First, you got to ask yourself what your goal is — if your goal is to start up a new site just to get quick rankings fast with no other goal in mind, then blogger blogs might be your best bet.
If your goal is to get ranked and make sales off that site, you probably still want to get a standard domain name — it not only looks more professional, but a good domain name can bring a ton of repeat traffic if it’s easy to brand and rememberable.
Remember, getting ranked in Google (which, by the way, was much easier in my testing compared to Yahoo) isn’t all there is to making money off of a website.
And for those of you that remember my blog back in the old days, I actually ran it off of a blogspot.com sub-domain name, and I experienced super awesome and super fast rankings after some minor tweaks to the blogger code. You might ask why I switched it to the briankoz.com domain (it’s still run by blogger), and that’s simply because I found it better for branding and people searching for me respected that domain a lot more than some blogspot.com one.
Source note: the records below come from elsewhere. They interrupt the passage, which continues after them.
pub mod cancel;
pub mod constraint;
pub mod error;
pub mod format;
pub mod hash;
pub mod partition;
pub mod progress;
pub mod sample;
pub mod scan;
pub mod solver;
pub mod workers;

#[cfg(feature = "wasm")]
pub mod wasm;

pub use error::SolverError;
pub use solver::MATCH_HARD_CAP;

/// Checked once per this many candidates: the cancel-poll and
/// progress-report batch boundary named in `spec.md` §4.4/§5.
pub const CANCEL_CHECK_INTERVAL: u64 = 10_000;

/// Initializes combined term+file logging, in the teacher's
/// `src/lib.rs::init()` style. No ctrl-c hook or database connection
/// here: the solver core has no async runtime and no persistence
/// layer to shut down gracefully.
#[cfg(feature = "native")]
pub fn init() {
    std::fs::create_dir_all("logs").expect("create logs directory");
    let config = simplelog::ConfigBuilder::new()
        .set_location_level(log::LevelFilter::Off)
        .set_target_level(log::LevelFilter::Off)
        .set_thread_level(log::LevelFilter::Off)
        .build();
    let time = std::time::SystemTime::now()
        .duration_since(std::time::UNIX_EPOCH)
        .expect("time moves slow")
        .as_secs();
    let file = simplelog::WriteLogger::new(
        log::LevelFilter::Debug,
        config.clone(),
        std::fs::File::create(format!("logs/{}.log", time)).expect("create log file"),
    );
    let term = simplelog::TermLogger::new(
        log::LevelFilter::Info,
        config.clone(),
        simplelog::TerminalMode::Mixed,
        simplelog::ColorChoice::Auto,
    );
    simplelog::CombinedLogger::init(vec![term, file]).expect("initialize logger");
}
//! Save slots and the store boundary

use std::collections::BTreeMap;
use std::fmt;

use serde::{Deserialize, Serialize};

use crate::error::PersistenceError;
use crate::platform::storage;
use crate::session::PlayerId;
use crate::sim::{GameKind, Snapshot};

/// Number of slots per owner and game
pub const MAX_SLOTS: u8 = 10;

/// A slot number, always in 1..=10
#[derive(Debug, Clone, Copy, PartialEq, Eq, Hash, PartialOrd, Ord, Serialize, Deserialize)]
#[serde(try_from = "u8", into = "u8")]
pub struct SaveSlot(u8);

impl SaveSlot {
    pub fn new(slot: u8) -> Result<Self, PersistenceError> {
        if (1..=MAX_SLOTS).contains(&slot) {
            Ok(Self(slot))
        } else {
            Err(PersistenceError::InvalidSlot(slot))
        }
    }

    pub fn get(&self) -> u8 {
        self.0
    }

    /// Every valid slot, in order
    pub fn all() -> impl Iterator<Item = SaveSlot> {
        (1..=MAX_SLOTS).map(SaveSlot)
    }

    /// Name used when the player does not give one
    pub fn default_name(&self) -> String {
        format!("Save Slot {}", self.0)
    }
}

impl TryFrom<u8> for SaveSlot {
    type Error = PersistenceError;

    fn try_from(slot: u8) -> Result<Self, Self::Error> {
        Self::new(slot)
    }
}

impl From<SaveSlot> for u8 {
    fn from(slot: SaveSlot) -> u8 {
        slot.0
    }
}

impl fmt::Display for SaveSlot {
    fn fmt(&self, f: &mut fmt::Formatter<'_>) -> fmt::Result {
        write!(f, "{}", self.0)
    }
}

/// One saved game
#[derive(Debug, Clone, PartialEq, Serialize, Deserialize)]
pub struct SaveRecord {
    pub game: GameKind,
    pub slot: SaveSlot,
    pub name: String,
    pub score: u64,
    pub snapshot: Snapshot,
}

/// Slot listing entry (without the snapshot)
#[derive(Debug, Clone, PartialEq, Eq)]
pub struct SlotInfo {
    pub slot: SaveSlot,
    pub name: String,
    pub score: u64,
}

/// Storage for save slots. Saving into an occupied slot overwrites it.
pub trait SaveStore {
    fn save(&mut self, owner: &PlayerId, record: SaveRecord) -> Result<(), PersistenceError>;

    fn load(
        &self,
        owner: &PlayerId,
        game: GameKind,
        slot: SaveSlot,
    ) -> Result<SaveRecord, PersistenceError>;

    /// Occupied slots for a game, ordered by slot number
    fn list(&self, owner: &PlayerId, game: GameKind) -> Result<Vec<SlotInfo>, PersistenceError>;

    /// Remove a save. Returns whether the slot was occupied.
    fn delete(
        &mut self,
        owner: &PlayerId,
        game: GameKind,
        slot: SaveSlot,
    ) -> Result<bool, PersistenceError>;
}

type SlotKey = (String, GameKind, SaveSlot);

/// In-process store, optionally mirrored to LocalStorage
#[derive(Debug, Clone, Default)]
pub struct MemorySaveStore {
    records: BTreeMap<SlotKey, SaveRecord>,
    mirror: bool,
}

impl MemorySaveStore {
    pub fn new() -> Self {
        Self::default()
    }

    /// Store backed by LocalStorage, preloaded with the owner's saves.
    /// Without browser storage this is a plain in-memory store.
    pub fn persistent(owner: &PlayerId) -> Self {
        if !cfg!(target_arch = "wasm32") {
            log::info!("No browser storage, saves stay in memory");
            return Self::new();
        }

        let mut store = Self {
            records: BTreeMap::new(),
            mirror: true,
        };
        for game in GameKind::ALL {
            for slot in SaveSlot::all() {
                let Some(json) = storage::get_item(&Self::storage_key(owner, game, slot)) else {
                    continue;
                };
                match serde_json::from_str::<SaveRecord>(&json) {
                    Ok(record) if record.game == game && record.slot == slot => {
                        store.records.insert((owner.to_string(), game, slot), record);
                    }
                    Ok(_) => log::warn!("Ignoring mismatched save in {} slot {}", game, slot),
                    Err(e) => log::warn!("Ignoring unreadable save in {} slot {}: {}", game, slot, e),
                }
            }
        }
        log::info!("Loaded {} saves for {}", store.records.len(), owner);
        store
    }

    /// LocalStorage key
    fn storage_key(owner: &PlayerId, game: GameKind, slot: SaveSlot) -> String {
        format!("retro_arcade_save:{}:{}:{}", owner, game.id(), slot)
    }

    pub fn len(&self) -> usize {
        self.records.len()
    }

    pub fn is_empty(&self) -> bool {
        self.records.is_empty()
    }
}

impl SaveStore for MemorySaveStore {
    fn save(&mut self, owner: &PlayerId, record: SaveRecord) -> Result<(), PersistenceError> {
        if record.snapshot.game() != record.game {
            return Err(PersistenceError::Storage(format!(
                "snapshot for {} cannot be saved as {}",
                record.snapshot.game(),
                record.game
            )));
        }
        if self.mirror {
            let json = serde_json::to_string(&record)?;
            let key = Self::storage_key(owner, record.game, record.slot);
            if !storage::set_item(&key, &json) {
                return Err(PersistenceError::Storage(format!(
                    "LocalStorage rejected {}",
                    key
                )));
            }
        }
        log::info!(
            "Saved {} slot {} ({:?}) for {}",
            record.game,
            record.slot,
            record.name,
            owner
        );
        self.records
            .insert((owner.to_string(), record.game, record.slot), record);
        Ok(())
    }

    fn load(
        &self,
        owner: &PlayerId,
        game: GameKind,
        slot: SaveSlot,
    ) -> Result<SaveRecord, PersistenceError> {
        self.records
            .get(&(owner.to_string(), game, slot))
            .cloned()
            .ok_or(PersistenceError::NotFound {
                game,
                slot: slot.get(),
            })
    }

    fn list(&self, owner: &PlayerId, game: GameKind) -> Result<Vec<SlotInfo>, PersistenceError> {
        Ok(self
            .records
            .iter()
            .filter(|((o, g, _), _)| o.as_str() == owner.as_str() && *g == game)
            .map(|(_, r)| SlotInfo {
                slot: r.slot,
                name: r.name.clone(),
                score: r.score,
            })
            .collect())
    }

    fn delete(
        &mut self,
        owner: &PlayerId,
        game: GameKind,
        slot: SaveSlot,
    ) -> Result<bool, PersistenceError> {
        if self.mirror {
            storage::remove_item(&Self::storage_key(owner, game, slot));
        }
        Ok(self
            .records
            .remove(&(owner.to_string(), game, slot))
            .is_some())
    }
}

#[cfg(test)]
mod tests {
    use super::*;
    use crate::sim::{Engine, snapshot};

    fn record(game: GameKind, slot: u8, score: u64) -> SaveRecord {
        let slot = SaveSlot::new(slot).unwrap();
        SaveRecord {
            game,
            slot,
            name: slot.default_name(),
            score,
            snapshot: snapshot(&Engine::new(game, 1)),
        }
    }

    #[test]
    fn test_slot_range() {
        assert!(SaveSlot::new(0).is_err());
        assert!(SaveSlot::new(1).is_ok());
        assert!(SaveSlot::new(10).is_ok());
        assert!(matches!(
            SaveSlot::new(11),
            Err(PersistenceError::InvalidSlot(11))
        ));
        assert_eq!(SaveSlot::all().count(), 10);
        assert_eq!(SaveSlot::new(3).unwrap().default_name(), "Save Slot 3");
    }

    #[test]
    fn test_slot_serde_rejects_out_of_range() {
        assert!(serde_json::from_str::<SaveSlot>("4").is_ok());
        assert!(serde_json::from_str::<SaveSlot>("12").is_err());
    }

    #[test]
    fn test_save_and_load() {
        let owner = PlayerId::anonymous();
        let mut store = MemorySaveStore::new();
        store.save(&owner, record(GameKind::Snake, 2, 30)).unwrap();

        let slot = SaveSlot::new(2).unwrap();
        let loaded = store.load(&owner, GameKind::Snake, slot).unwrap();
        assert_eq!(loaded.score, 30);
        assert_eq!(loaded.snapshot.game(), GameKind::Snake);

        assert!(matches!(
            store.load(&owner, GameKind::Pong, slot),
            Err(PersistenceError::NotFound { slot: 2, .. })
        ));
        assert!(matches!(
            store.load(&PlayerId::new("someone-else"), GameKind::Snake, slot),
            Err(PersistenceError::NotFound { .. })
        ));
    }

    #[test]
    fn test_save_overwrites_slot() {
        let owner = PlayerId::anonymous();
        let mut store = MemorySaveStore::new();
        store.save(&owner, record(GameKind::Tetris, 1, 10)).unwrap();
        store.save(&owner, record(GameKind::Tetris, 1, 99)).unwrap();
        assert_eq!(store.len(), 1);
        let slot = SaveSlot::new(1).unwrap();
        assert_eq!(store.load(&owner, GameKind::Tetris, slot).unwrap().score, 99);
    }

    #[test]
    fn test_list_is_ordered_by_slot() {
        let owner = PlayerId::anonymous();
        let mut store = MemorySaveStore::new();
        for slot in [7, 2, 10] {
            store.save(&owner, record(GameKind::Pong, slot, 0)).unwrap();
        }
        store.save(&owner, record(GameKind::Snake, 1, 0)).unwrap();

        let slots: Vec<u8> = store
            .list(&owner, GameKind::Pong)
            .unwrap()
            .iter()
            .map(|i| i.slot.get())
            .collect();
        assert_eq!(slots, vec![2, 7, 10]);
    }

    #[test]
    fn test_delete() {
        let owner = PlayerId::anonymous();
        let mut store = MemorySaveStore::new();
        store.save(&owner, record(GameKind::Snake, 5, 0)).unwrap();
        let slot = SaveSlot::new(5).unwrap();
        assert!(store.delete(&owner, GameKind::Snake, slot).unwrap());
        assert!(!store.delete(&owner, GameKind::Snake, slot).unwrap());
        assert!(store.is_empty());
    }

    #[test]
    fn test_mismatched_snapshot_is_rejected() {
        let owner = PlayerId::anonymous();
        let mut store = MemorySaveStore::new();
        let mut bad = record(GameKind::Snake, 1, 0);
        bad.game = GameKind::Pong;
        assert!(matches!(
            store.save(&owner, bad),
            Err(PersistenceError::Storage(_))
        ));
        assert!(store.is_empty());
    }

    #[test]
    fn test_persistent_store_without_browser_is_memory_only() {
        let owner = PlayerId::anonymous();
        let mut store = MemorySaveStore::persistent(&owner);
        assert!(store.is_empty());
        store.save(&owner, record(GameKind::Snake, 1, 0)).unwrap();
        assert_eq!(store.len(), 1);
    }
}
Hah, in fact, I was questioned on more than one occasion about why I didn’t spend $7 on a good domain name for it originally, and my response always was “I’m already ranking very well for a variety of keywords that I’m targeting” or “I just don’t focus on my blog and never bothered to switch it.”
But once I did switch it over to briankoz.com, even after quite awhile, I did notice that it wasn’t quite as easy ranking for a lot of the keywords as it was before — even after quite awhile. Again, it’s not horrible, but there’s definitely a difference.
So, if you’re looking for quick rankings for some fast, immediate traffic without caring as much about the branding, go with blogspot.com sub-domains. If you’re looking to make sales off your website or brand it more, go with a normal domain name.
And just for the sake of pointing out how easy it can be to make money online, my “simple” blogspot.com sub-domain name had some posts that literally did hundreds to even thousands of dollars in sales off of just a few minutes of work all because of the fast and high rankings. Not bad for a crappy blogspot blog when it was first starting out years ago, eh?